The Future Tense includes some Irish language and reflections on it.
Obviously filmed long before An Cailín Ciúin was honoured with its Oscar nomination last week, Joe was delighted to see Ireland honoured with so many nominations.
“It’s fantastic news.
“We’ve worked with Carrie Crowley. She’s fantastic so I think we’re particularly proud of her work and the whole team.
“It (the language)’s something that we’ve had a blind side to and that sense that we articulate in the film that we somehow are missing a trick.
“Now we see with the success of this foreign language idea/ picture, it’s fantastic in a way.
“It kind of begs the question. Why has that taken so long?
“I suppose you could ponder that but I guess the point is, it’s changing.
“It’s now happening and I’m imagining that this will be a profound game changing experience and for the future of Irish film and the Irish language.
“It’s just a thing that has been not been allowed to flourish and it’s been held back or criticised or done wrong.
“So it’s a tremendous thing and I think this will have a big, big impact.
“I mean, I’m hoping that people don’t get used to this Oscar success and think it’s going to happen every year.
“It won’t, because it ebbs and flows.
“But also, I think it’s not something that should necessarily be held on to as the only benchmark of success, there are lots of metrics by way in which success are measured.
“I hope it makes people feel proud and feel that it’s worthwhile contributing to the arts, that it can bring a lot to the country.
“That would be always a big worry: That the arts get less and less support.

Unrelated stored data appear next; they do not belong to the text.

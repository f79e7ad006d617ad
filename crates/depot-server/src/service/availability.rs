//! Dependency availability checking.

use std::collections::BTreeMap;

use depot_opendal::{StorageBackend, StorageResult};
use depot_workflow::manifest::{DependencyManifest, ModelCategory};
use futures::{StreamExt, stream};
use serde::{Deserialize, Serialize};

use crate::service::paths;

/// Default bound on concurrent storage existence lookups.
pub const DEFAULT_CONCURRENT_CHECKS: usize = 16;

/// Tracing target for availability operations.
const TRACING_TARGET: &str = "depot_server::service::availability";

/// Per-item presence of manifest dependencies in storage.
///
/// Keyed identically to the manifest, with boolean leaves. An entry absent
/// from the report means "unknown / still checking", never "missing".
#[derive(Debug, Clone, Default, PartialEq, Eq, Serialize, Deserialize)]
pub struct AvailabilityReport {
    /// Presence of model files, by category and name.
    pub models: BTreeMap<ModelCategory, BTreeMap<String, bool>>,
    /// Presence of installed custom-node packages, by package id.
    #[serde(rename = "custom-nodes")]
    pub custom_nodes: BTreeMap<String, bool>,
}

impl AvailabilityReport {
    /// Returns whether every checked item is present in storage.
    pub fn is_complete(&self) -> bool {
        self.missing_count() == 0
    }

    /// Number of checked items missing from storage.
    pub fn missing_count(&self) -> usize {
        let missing_models = self
            .models
            .values()
            .flat_map(BTreeMap::values)
            .filter(|present| !**present)
            .count();
        let missing_packages = self
            .custom_nodes
            .values()
            .filter(|present| !**present)
            .count();

        missing_models + missing_packages
    }
}

/// One pending existence lookup.
enum Target {
    Model(ModelCategory, String),
    Package(String),
}

/// Checks manifest dependencies against the storage bucket.
#[derive(Debug, Clone)]
pub struct AvailabilityService {
    storage: StorageBackend,
    concurrency: usize,
}

impl AvailabilityService {
    /// Creates a new availability service.
    pub fn new(storage: StorageBackend, concurrent_checks: usize) -> Self {
        Self {
            storage,
            concurrency: concurrent_checks.max(1),
        }
    }

    /// Checks every manifest item for presence in storage.
    ///
    /// Model files are checked at their category folder; packages are
    /// checked via their completion marker. Lookups run concurrently,
    /// bounded by the configured limit.
    pub async fn check_manifest(
        &self,
        manifest: &DependencyManifest,
    ) -> StorageResult<AvailabilityReport> {
        let mut lookups = Vec::with_capacity(manifest.model_count() + manifest.custom_nodes.len());

        for (&category, names) in &manifest.models {
            for name in names {
                lookups.push((
                    Target::Model(category, name.clone()),
                    paths::model_key(category, name),
                ));
            }
        }

        for package in &manifest.custom_nodes {
            lookups.push((
                Target::Package(package.node.clone()),
                paths::package_marker_key(&package.node, &package.version),
            ));
        }

        let checked = lookups.len();
        let results = stream::iter(lookups)
            .map(|(target, key)| {
                let storage = self.storage.clone();
                async move { (target, storage.exists(&key).await) }
            })
            .buffer_unordered(self.concurrency)
            .collect::<Vec<_>>()
            .await;

        let mut report = AvailabilityReport {
            models: manifest
                .models
                .keys()
                .map(|&category| (category, BTreeMap::new()))
                .collect(),
            custom_nodes: BTreeMap::new(),
        };

        for (target, exists) in results {
            let exists = exists?;
            match target {
                Target::Model(category, name) => {
                    report
                        .models
                        .entry(category)
                        .or_default()
                        .insert(name, exists);
                }
                Target::Package(node) => {
                    report.custom_nodes.insert(node, exists);
                }
            }
        }

        tracing::debug!(
            target: TRACING_TARGET,
            checked = checked,
            missing = report.missing_count(),
            "manifest availability checked"
        );

        Ok(report)
    }
}

#[cfg(test)]
mod tests {
    use depot_workflow::manifest::CustomNode;

    use super::*;

    fn manifest_with(category: ModelCategory, names: &[&str]) -> DependencyManifest {
        let mut manifest = DependencyManifest::empty();
        manifest
            .models
            .insert(category, names.iter().map(|n| n.to_string()).collect());
        manifest
    }

    #[tokio::test]
    async fn test_empty_manifest_reports_all_categories() -> anyhow::Result<()> {
        let storage = StorageBackend::memory()?;
        let service = AvailabilityService::new(storage, DEFAULT_CONCURRENT_CHECKS);

        let report = service.check_manifest(&DependencyManifest::empty()).await?;

        assert_eq!(report.models.len(), 13);
        assert!(report.models.values().all(BTreeMap::is_empty));
        assert!(report.custom_nodes.is_empty());
        assert!(report.is_complete());
        Ok(())
    }

    #[tokio::test]
    async fn test_present_and_missing_models_are_distinguished() -> anyhow::Result<()> {
        let storage = StorageBackend::memory()?;
        storage
            .write("models/checkpoints/present.ckpt", b"weights")
            .await?;

        let service = AvailabilityService::new(storage, DEFAULT_CONCURRENT_CHECKS);
        let manifest = manifest_with(ModelCategory::Checkpoints, &["present.ckpt", "absent.ckpt"]);

        let report = service.check_manifest(&manifest).await?;
        let checkpoints = &report.models[&ModelCategory::Checkpoints];

        assert!(checkpoints["present.ckpt"]);
        assert!(!checkpoints["absent.ckpt"]);
        assert_eq!(report.missing_count(), 1);
        Ok(())
    }

    #[tokio::test]
    async fn test_embedding_checks_use_plural_folder() -> anyhow::Result<()> {
        let storage = StorageBackend::memory()?;
        storage.write("models/embeddings/neg.pt", b"x").await?;

        let service = AvailabilityService::new(storage, DEFAULT_CONCURRENT_CHECKS);
        let manifest = manifest_with(ModelCategory::Embedding, &["neg.pt"]);

        let report = service.check_manifest(&manifest).await?;
        assert!(report.models[&ModelCategory::Embedding]["neg.pt"]);
        Ok(())
    }

    #[tokio::test]
    async fn test_package_presence_requires_completion_marker() -> anyhow::Result<()> {
        let storage = StorageBackend::memory()?;
        // Package tree without a marker does not count as available.
        storage
            .write("custom-nodes/partial/1.0/nodes.py", b"...")
            .await?;
        storage
            .write("custom-nodes/done/2.0/.complete", b"")
            .await?;

        let service = AvailabilityService::new(storage, DEFAULT_CONCURRENT_CHECKS);
        let mut manifest = DependencyManifest::empty();
        manifest.custom_nodes = vec![
            CustomNode {
                node: "partial".to_string(),
                version: "1.0".to_string(),
            },
            CustomNode {
                node: "done".to_string(),
                version: "2.0".to_string(),
            },
        ];

        let report = service.check_manifest(&manifest).await?;

        assert!(!report.custom_nodes["partial"]);
        assert!(report.custom_nodes["done"]);
        Ok(())
    }
}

And that certainly is the case over here (the UK), it’s held with certain scepticism.
“I don’t detect that in Ireland, and certainly not with film.
“And I do think it’s in very, very good shape and it’s going from strength to strength.
“I mean, it employs over three and a half million people, the creative industries in the UK, which is more than many big industries all put together.
“And similarly with Ireland, this really matters and creative industries really do matter. It’s an employer, it speaks to a global audience and I’m very excited about the potential and the future of that.
“What I always want to see though is more diversity, that we don’t jump on a bandwagon and think, ‘Well, now, we’re only going to support Irish language films that are about children who are struggling at home, and going to much nicer parents’.
“So as long as the stories are diverse and we keep supporting a broad range of voices, then I think that’s the that’s the way forward and that’s the way in which an Irish film culture is successful.”
Joe is looking forward to seeing how the film connects with the Irish Film London audience, before screening at the Dublin Film Festival on 1 March. It will then get a release in UK and Ireland cinemas before going to the MUBI platform.
“We’re both looking forward to sharing the film with an audience as ever and I’m very curious, I’m curious to see how it plays to an audience, an Irish audience as well, that will come along and see, does it resonate? And what level and might resonate with people and the conversations that will come out of it afterwards? I’m very curious and hope that, as always, it is an interesting and a positive experience for people and they’re keen to discuss it.”
The Future Tense screens at Riverside Studios on Friday 3 February at 8.15pm. The screening will be followed by a Q and A with film makers Joe Lawlor and Christine Molloy.
Irish Film London’s St Brigid’s Day Festival runs 3- 5 February.